Zerodha’s Nithin Kamath bats for streamlining of regulations on NRI investments in India. Details here

Nithin Kamath proposed on social media the idea of extending online onboarding to NRIs seeking to invest in India. Given that online onboarding has significantly boosted retail participation in the Indian markets, Kamath believes it could similarly enhance NRI investments.

Abeer Ray
First Published17 Nov 2023
Nithin Kamath bats for streamlining of regulations pertaining to NRI investments in India.
Nithin Kamath bats for streamlining of regulations pertaining to NRI investments in India.

Non-resident Indians (NRIs) frequently express frustration with the challenges they face when attempting to invest in their home country, citing obstacles such as the intricate account opening procedures, notarization requirements, and the associated international courier expenses.

Nithin Kamath’s analogy, shared on X (formerly Twitter), drawing parallels between the NRI account opening process and the pre-digital era of retail broking, underscores the cumbersome and outdated nature of the current procedure. The insistence on physical forms, multiple signatures, and prolonged timelines needlessly complicate the process for NRIs looking to open an account and invest in India. Kamath is the Founder and CEO of Zerodha.

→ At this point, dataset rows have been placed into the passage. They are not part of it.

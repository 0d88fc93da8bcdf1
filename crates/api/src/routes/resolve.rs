//! Route definition for host-to-site resolution.

use axum::routing::get;
use axum::Router;

use crate::handlers::resolve;
use crate::state::AppState;

/// Mount the resolution route (intended for root-level, NOT under
/// `/api/v1`): the serving edge calls it on every cache miss.
///
/// ```text
/// GET /resolve?host=... -> resolve_host
/// ```
pub fn router() -> Router<AppState> {
    Router::new().route("/resolve", get(resolve::resolve_host))
}
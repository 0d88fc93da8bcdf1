//! Application-level error type for HTTP handlers.

use axum::http::StatusCode;
use axum::response::{IntoResponse, Response};
use invita_core::error::CoreError;
use invita_publisher::PublishError;
use invita_renderer::RenderError;
use invita_store::StoreError;
use serde_json::json;

/// Wraps domain errors and adds HTTP-specific variants. Implements
/// [`IntoResponse`] to produce consistent `{ "error", "code" }` JSON.
#[derive(Debug, thiserror::Error)]
pub enum AppError {
    /// A domain-level error from `invita-core`.
    #[error(transparent)]
    Core(#[from] CoreError),

    /// A database error from sqlx.
    #[error("Database error: {0}")]
    Database(#[from] sqlx::Error),

    /// An artifact storage failure.
    #[error(transparent)]
    Store(#[from] StoreError),

    /// A snapshot generation failure.
    #[error(transparent)]
    Render(#[from] RenderError),

    /// A bad request with a human-readable message.
    #[error("Bad request: {0}")]
    BadRequest(String),
}

/// Convenience type alias for handler return values.
pub type AppResult<T> = Result<T, AppError>;

impl From<PublishError> for AppError {
    fn from(err: PublishError) -> Self {
        match err {
            PublishError::Core(e) => AppError::Core(e),
            PublishError::Database(e) => AppError::Database(e),
            PublishError::Store(e) => AppError::Store(e),
            PublishError::Render(e) => AppError::Render(e),
        }
    }
}

impl IntoResponse for AppError {
    fn into_response(self) -> Response {
        let (status, code, message) = match &self {
            AppError::Core(core) => match core {
                CoreError::NotFound { entity, key } => (
                    StatusCode::NOT_FOUND,
                    "NOT_FOUND",
                    format!("{entity} '{key}' not found"),
                ),
                CoreError::Validation(msg) => {
                    (StatusCode::BAD_REQUEST, "VALIDATION_ERROR", msg.clone())
                }
                CoreError::Conflict(msg) => (StatusCode::CONFLICT, "CONFLICT", msg.clone()),
                CoreError::Forbidden(msg) => (StatusCode::FORBIDDEN, "FORBIDDEN", msg.clone()),
                CoreError::Internal(msg) => {
                    tracing::error!(error = %msg, "Internal core error");
                    (
                        StatusCode::INTERNAL_SERVER_ERROR,
                        "INTERNAL_ERROR",
                        "An internal error occurred".to_string(),
                    )
                }
            },

            AppError::Database(err) => classify_sqlx_error(err),

            AppError::Store(err) => {
                tracing::error!(error = %err, "Artifact storage error");
                (
                    StatusCode::INTERNAL_SERVER_ERROR,
                    "STORAGE_ERROR",
                    "Artifact storage failed".to_string(),
                )
            }

            AppError::Render(err) => {
                // Stderr/diagnostics go to the log, not the client.
                tracing::error!(error = %err, "Snapshot generation error");
                (
                    StatusCode::INTERNAL_SERVER_ERROR,
                    "RENDER_FAILED",
                    "Snapshot generation failed".to_string(),
                )
            }

            AppError::BadRequest(msg) => (StatusCode::BAD_REQUEST, "BAD_REQUEST", msg.clone()),
        };

        let body = json!({
            "error": message,
            "code": code,
        });

        (status, axum::Json(body)).into_response()
    }
}

/// Classify a sqlx error into an HTTP status, error code, and message.
///
/// - `RowNotFound` maps to 404.
/// - Unique constraint violations (constraint name starting with `uq_`)
///   map to 409.
/// - Everything else maps to 500 with a sanitized message.
fn classify_sqlx_error(err: &sqlx::Error) -> (StatusCode, &'static str, String) {
    match err {
        sqlx::Error::RowNotFound => (
            StatusCode::NOT_FOUND,
            "NOT_FOUND",
            "Resource not found".to_string(),
        ),
        sqlx::Error::Database(db_err) => {
            // PostgreSQL unique constraint violation: error code 23505
            if db_err.code().as_deref() == Some("23505") {
                let constraint = db_err.constraint().unwrap_or("unknown");
                if constraint.starts_with("uq_") {
                    return (
                        StatusCode::CONFLICT,
                        "CONFLICT",
                        format!("Duplicate value violates unique constraint: {constraint}"),
                    );
                }
            }
            tracing::error!(error = %db_err, "Database error");
            (
                StatusCode::INTERNAL_SERVER_ERROR,
                "INTERNAL_ERROR",
                "An internal error occurred".to_string(),
            )
        }
        other => {
            tracing::error!(error = %other, "Database error");
            (
                StatusCode::INTERNAL_SERVER_ERROR,
                "INTERNAL_ERROR",
                "An internal error occurred".to_string(),
            )
        }
    }
}
//! Snapshot bundle value types.
//!
//! A bundle is the in-memory output of one generator run: everything needed
//! to write one immutable site version into the artifact store. It has no
//! identity and is never persisted as-is.

use serde::{Deserialize, Serialize};

/// One additional file produced by the renderer (images, fonts, ...).
#[derive(Debug, Clone, Serialize, Deserialize)]
pub struct SnapshotAsset {
    /// Relative key below the version prefix, e.g. `assets/photo.jpg`.
    /// Must already be canonical; the store validates the full key.
    pub key_suffix: String,
    /// MIME type reported when serving the object.
    pub content_type: String,
    /// Raw file contents.
    pub body: Vec<u8>,
}

/// The complete rendered output for one publish attempt.
#[derive(Debug, Clone)]
pub struct SnapshotBundle {
    /// The entry page. Required; the resolution path depends on it.
    pub index_html: String,
    /// Stylesheet, when the layout produces one.
    pub styles_css: Option<String>,
    /// Opaque manifest describing the snapshot (layout id, asset list, ...).
    pub manifest: serde_json::Value,
    /// Zero or more additional files.
    pub assets: Vec<SnapshotAsset>,
}

impl SnapshotBundle {
    /// Total number of objects this bundle will write, index included.
    /// Used for logging only.
    pub fn artifact_count(&self) -> usize {
        // index.html + manifest.json + app.js placeholder
        let mut n = 3;
        if self.styles_css.is_some() {
            n += 1;
        }
        n + self.assets.len()
    }
}

#[cfg(test)]
mod tests {
    use super::*;

    fn bundle(css: bool, assets: usize) -> SnapshotBundle {
        SnapshotBundle {
            index_html: "<html></html>".into(),
            styles_css: css.then(|| "body{}".into()),
            manifest: serde_json::json!({}),
            assets: (0..assets)
                .map(|i| SnapshotAsset {
                    key_suffix: format!("assets/{i}.jpg"),
                    content_type: "image/jpeg".into(),
                    body: vec![0u8; 4],
                })
                .collect(),
        }
    }

    #[test]
    fn artifact_count_without_css() {
        assert_eq!(bundle(false, 0).artifact_count(), 3);
    }

    #[test]
    fn artifact_count_with_css_and_assets() {
        assert_eq!(bundle(true, 2).artifact_count(), 6);
    }
}
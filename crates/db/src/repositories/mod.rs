//! Repository layer.
//!
//! Each repository is a zero-sized struct providing async methods that
//! accept `&PgPool` as the first argument.

pub mod invitation_repo;
pub mod published_site_repo;
pub mod user_repo;

pub use invitation_repo::InvitationRepo;
pub use published_site_repo::PublishedSiteRepo;
pub use user_repo::UserRepo;
//! Publisher error type.

use invita_core::error::CoreError;
use invita_renderer::RenderError;
use invita_store::StoreError;

/// Everything that can abort a publish, rollback, or listing.
///
/// The ordering guarantees of the pipeline mean each variant implies a
/// well-defined blast radius: validation/authorization errors happen
/// before any I/O, render errors before any storage write, store errors
/// before the pointer update.
#[derive(Debug, thiserror::Error)]
pub enum PublishError {
    /// Validation, authorization, not-found, or conflict.
    #[error(transparent)]
    Core(#[from] CoreError),

    /// Registry read/write failure.
    #[error("Database error: {0}")]
    Database(#[from] sqlx::Error),

    /// Artifact storage failure. Partial writes for the attempted version
    /// may remain as unreferenced orphans.
    #[error(transparent)]
    Store(#[from] StoreError),

    /// Snapshot generation failure; nothing was written.
    #[error("Snapshot generation failed: {0}")]
    Render(#[from] RenderError),
}
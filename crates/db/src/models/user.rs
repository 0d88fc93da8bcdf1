//! User model.
//!
//! Only the id is consumed by the publishing core (authorization anchor);
//! account management lives elsewhere.

use invita_core::types::{DbId, Timestamp};
use serde::Serialize;
use sqlx::FromRow;

/// A row from the `users` table.
#[derive(Debug, Clone, FromRow, Serialize)]
pub struct User {
    pub id: DbId,
    pub email: String,
    pub created_at: Timestamp,
    pub updated_at: Timestamp,
}
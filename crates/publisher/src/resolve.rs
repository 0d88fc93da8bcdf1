//! Host-to-site resolution for the serving edge.

use invita_core::artifact_key::artifact_key;
use invita_core::types::Version;
use invita_db::repositories::PublishedSiteRepo;
use serde::Serialize;

use crate::{PublishError, SitePublisher};

/// What the edge needs to serve a live site.
#[derive(Debug, Clone, Serialize)]
pub struct ResolvedSite {
    pub subdomain: String,
    /// Always true in a successful resolution; sites that never completed
    /// a publish resolve to `None` instead.
    pub published: bool,
    /// The version the live pointer currently designates.
    pub current_version: Version,
    /// Public URL of the live `index.html` (empty when the store defers
    /// URL construction to an edge layer).
    pub url: String,
}

impl SitePublisher {
    /// Resolve a normalized subdomain to its live snapshot.
    ///
    /// Returns `None` for unknown subdomains and for sites that have never
    /// completed a publish. Resolution is read-only and unauthenticated:
    /// it exposes exactly what serving the site would expose.
    pub async fn resolve(&self, subdomain: &str) -> Result<Option<ResolvedSite>, PublishError> {
        let Some(site) = PublishedSiteRepo::find_by_subdomain(self.pool(), subdomain).await? else {
            return Ok(None);
        };

        if !site.published || site.current_version <= 0 {
            return Ok(None);
        }

        let index_key = artifact_key(&site.subdomain, site.current_version, "index.html");

        Ok(Some(ResolvedSite {
            url: self.store().public_url(&index_key),
            published: site.published,
            current_version: site.current_version,
            subdomain: site.subdomain,
        }))
    }
}
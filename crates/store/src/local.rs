//! Filesystem-backed artifact store for development.
//!
//! Keys map directly to paths under a configured root directory. Content
//! type and cache control are accepted for interface parity but not
//! persisted; the dev static-file server infers them from extensions.

use std::path::{Path, PathBuf};

use invita_core::artifact_key::validate_artifact_key;
use invita_core::types::Version;

use crate::{parse_version_segment, ArtifactStore, StoreError};

/// Artifact store rooted at a local directory.
pub struct LocalStore {
    root: PathBuf,
    /// URL prefix joined in front of keys by [`ArtifactStore::public_url`].
    public_base: String,
}

impl LocalStore {
    pub fn new(root: impl Into<PathBuf>, public_base: impl Into<String>) -> Self {
        Self {
            root: root.into(),
            public_base: public_base.into().trim_end_matches('/').to_string(),
        }
    }

    fn site_dir(&self, subdomain: &str) -> PathBuf {
        self.root.join("sites").join(subdomain)
    }

    fn version_dir(&self, subdomain: &str, version: Version) -> PathBuf {
        self.site_dir(subdomain).join(format!("v{version}"))
    }
}

#[async_trait::async_trait]
impl ArtifactStore for LocalStore {
    async fn put(
        &self,
        key: &str,
        _content_type: &str,
        _cache_control: &str,
        body: Vec<u8>,
    ) -> Result<(), StoreError> {
        validate_artifact_key(key)?;

        // The key is canonical and relative, so the join cannot escape root.
        let path = self.root.join(key);
        if let Some(parent) = path.parent() {
            tokio::fs::create_dir_all(parent).await?;
        }
        tokio::fs::write(&path, body).await?;
        Ok(())
    }

    fn public_url(&self, key: &str) -> String {
        format!("{}/{key}", self.public_base)
    }

    async fn list_versions(&self, subdomain: &str) -> Result<Vec<Version>, StoreError> {
        let dir = self.site_dir(subdomain);
        let mut versions = Vec::new();

        let mut entries = match tokio::fs::read_dir(&dir).await {
            Ok(entries) => entries,
            // A site with no published versions simply has no directory.
            Err(e) if e.kind() == std::io::ErrorKind::NotFound => return Ok(versions),
            Err(e) => return Err(e.into()),
        };

        while let Some(entry) = entries.next_entry().await? {
            if !entry.file_type().await?.is_dir() {
                continue;
            }
            if let Some(v) = entry.file_name().to_str().and_then(parse_version_segment) {
                versions.push(v);
            }
        }

        versions.sort_unstable_by(|a, b| b.cmp(a));
        Ok(versions)
    }

    async fn delete_version(&self, subdomain: &str, version: Version) -> Result<(), StoreError> {
        let dir = self.version_dir(subdomain, version);
        match tokio::fs::remove_dir_all(&dir).await {
            Ok(()) => Ok(()),
            // Already gone: deletion is idempotent.
            Err(e) if e.kind() == std::io::ErrorKind::NotFound => Ok(()),
            Err(e) => Err(e.into()),
        }
    }
}

#[cfg(test)]
mod tests {
    use super::*;

    fn store(root: &Path) -> LocalStore {
        LocalStore::new(root, "http://localhost:3000/sites-root")
    }

    #[tokio::test]
    async fn put_writes_under_root() {
        let tmp = tempfile::tempdir().unwrap();
        let s = store(tmp.path());

        s.put(
            "sites/my-wedding/v1/index.html",
            "text/html",
            "no-cache",
            b"<html></html>".to_vec(),
        )
        .await
        .unwrap();

        let on_disk =
            std::fs::read(tmp.path().join("sites/my-wedding/v1/index.html")).unwrap();
        assert_eq!(on_disk, b"<html></html>");
    }

    #[tokio::test]
    async fn put_rejects_traversal_before_io() {
        let tmp = tempfile::tempdir().unwrap();
        let s = store(tmp.path());

        let err = s
            .put("sites/../../etc/passwd", "text/plain", "no-cache", vec![])
            .await
            .unwrap_err();
        assert!(matches!(err, StoreError::InvalidKey(_)));

        // Nothing at all was created.
        assert!(std::fs::read_dir(tmp.path()).unwrap().next().is_none());
    }

    #[tokio::test]
    async fn put_overwrites_existing_key() {
        let tmp = tempfile::tempdir().unwrap();
        let s = store(tmp.path());
        let key = "sites/my-wedding/v1/index.html";

        s.put(key, "text/html", "no-cache", b"one".to_vec())
            .await
            .unwrap();
        s.put(key, "text/html", "no-cache", b"two".to_vec())
            .await
            .unwrap();

        assert_eq!(std::fs::read(tmp.path().join(key)).unwrap(), b"two");
    }

    #[tokio::test]
    async fn list_versions_descending() {
        let tmp = tempfile::tempdir().unwrap();
        let s = store(tmp.path());

        for v in [1, 3, 2] {
            s.put(
                &format!("sites/my-wedding/v{v}/index.html"),
                "text/html",
                "no-cache",
                vec![],
            )
            .await
            .unwrap();
        }

        assert_eq!(s.list_versions("my-wedding").await.unwrap(), vec![3, 2, 1]);
    }

    #[tokio::test]
    async fn list_versions_empty_for_unknown_site() {
        let tmp = tempfile::tempdir().unwrap();
        let s = store(tmp.path());
        assert!(s.list_versions("nobody").await.unwrap().is_empty());
    }

    #[tokio::test]
    async fn list_versions_ignores_stray_entries() {
        let tmp = tempfile::tempdir().unwrap();
        let s = store(tmp.path());

        s.put("sites/my-wedding/v1/index.html", "text/html", "no-cache", vec![])
            .await
            .unwrap();
        std::fs::create_dir_all(tmp.path().join("sites/my-wedding/scratch")).unwrap();
        std::fs::write(tmp.path().join("sites/my-wedding/notes.txt"), b"x").unwrap();

        assert_eq!(s.list_versions("my-wedding").await.unwrap(), vec![1]);
    }

    #[tokio::test]
    async fn delete_version_removes_whole_prefix() {
        let tmp = tempfile::tempdir().unwrap();
        let s = store(tmp.path());

        s.put("sites/my-wedding/v1/index.html", "text/html", "no-cache", vec![])
            .await
            .unwrap();
        s.put(
            "sites/my-wedding/v1/assets/a.jpg",
            "image/jpeg",
            "public, max-age=31536000, immutable",
            vec![1],
        )
        .await
        .unwrap();
        s.put("sites/my-wedding/v2/index.html", "text/html", "no-cache", vec![])
            .await
            .unwrap();

        s.delete_version("my-wedding", 1).await.unwrap();

        assert_eq!(s.list_versions("my-wedding").await.unwrap(), vec![2]);
        // Deleting again is a no-op, not an error.
        s.delete_version("my-wedding", 1).await.unwrap();
    }

    #[tokio::test]
    async fn public_url_joins_base() {
        let tmp = tempfile::tempdir().unwrap();
        let s = LocalStore::new(tmp.path(), "http://localhost:3000/sites-root/");
        assert_eq!(
            s.public_url("sites/my-wedding/v1/index.html"),
            "http://localhost:3000/sites-root/sites/my-wedding/v1/index.html"
        );
    }
}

The current generation is blissfully ignorant of the manual account opening process in the pre-digital era of retail broking. Investors were required to complete paper forms, submit multiple document copies, and personally visit a broker's office to sign and submit the paperwork. This procedure was frequently time-consuming and inconvenient, particularly for investors residing at a distance from a broker's office.

Emphasizing the severity of the obstacles encountered by NRIs in their investment endeavours in India, Kamath underscores the striking similarity between the current NRI account opening process and the pre-digital era of retail broking. NRIs still contend with the necessity of completing physical forms, supplying multiple document copies, and personally visiting a bank or brokerage firm to sign and submit paperwork. This procedure can be particularly protracted and inconvenient for NRIs residing abroad.

In a LinkedIn post, Kamath shared, “NRI account opening reminds me of how retail broking worked before it became digital, thanks to Aadhaar, e-Sign, and Digilocker. Physical applications, couriers back & forth, ~30+ signatures, & more reasons to drop off.”

The intricacies of the NRI account opening procedure serve as a significant deterrent for NRIs contemplating investments in India. The perceived difficulty and time-consuming nature of the account opening process may cause hesitation among NRIs, potentially causing them to miss out on valuable investment opportunities in the country.

Presently, the onboarding procedure encompasses KYC verification and authorization through a signature. Tagging the Finance Ministry’s official handle, Kamath tweeted, “An NRI with an NRE/NRO bank account will already have the updated KYC, accessible to other financial intermediaries through CKYC. NRIs may not have an Aadhaar or one linked to an Indian mobile number to e-sign. Now that we are allowing UPI for NRIs mapped to their international numbers, what if we use that to authorize (e-sign) and open a trading and demat account online?”

How do NRIs invest in Indian stocks?

At present, Non-Resident Indians (NRIs) have two primary choices for investing in India: The Portfolio Investment Scheme (PIS) and the non-PIS route. Kamath shared the same on X too.

PIS Route: The PIS route stands out as a more flexible and widely preferred choice for NRIs. It grants NRIs the ability to invest in a broader spectrum of Indian securities, encompassing stocks, bonds, mutual funds, and real estate. Additionally, NRIs can leverage both NRE and NRO bank accounts when investing through the PIS route.

Non-PIS Route: The non-PIS route proves to be a more constrained choice for NRIs. It confines NRIs to invest in a restricted set of Indian securities, namely stocks and mutual funds. Moreover, NRIs can exclusively utilize NRO bank accounts for investments through the non-PIS route.

Kamath rued on LinkedIn, “Hopefully, NRI onboarding will become easier. Apart from helping build on the India story globally, it can also help the rupee” while sharing his concern on X, “NRIs are among the wealthiest outside India. We need to make it easy for them to invest back home.”

Excess foreign control is a concern

The limitations on shareholding imposed on NRIs within foreign portfolio investors (FPIs) have raised apprehensions among numerous investors. These constraints, capping an individual NRI's maximum shareholding at 25 per cent and restricting the overall NRI shareholding to 49 per cent, aim to safeguard Indian companies from excessive foreign influence. Nevertheless, they have faced criticism for potentially dissuading NRI investments in the Indian stock market.

The rigorous regulations dissuade NRIs from making any investments in India. Calls have emerged in recent years urging the Indian government to ease the shareholding restrictions imposed on NRIs in FPIs. However, concerns persist about the potential implications of relaxing these restrictions.

The Indian government must meticulously assess the advantages and disadvantages of easing the shareholding restrictions for NRIs in FPIs. While there is a compelling argument for implementing certain modifications, the government must proceed cautiously to avoid compromising the country’s economic interests.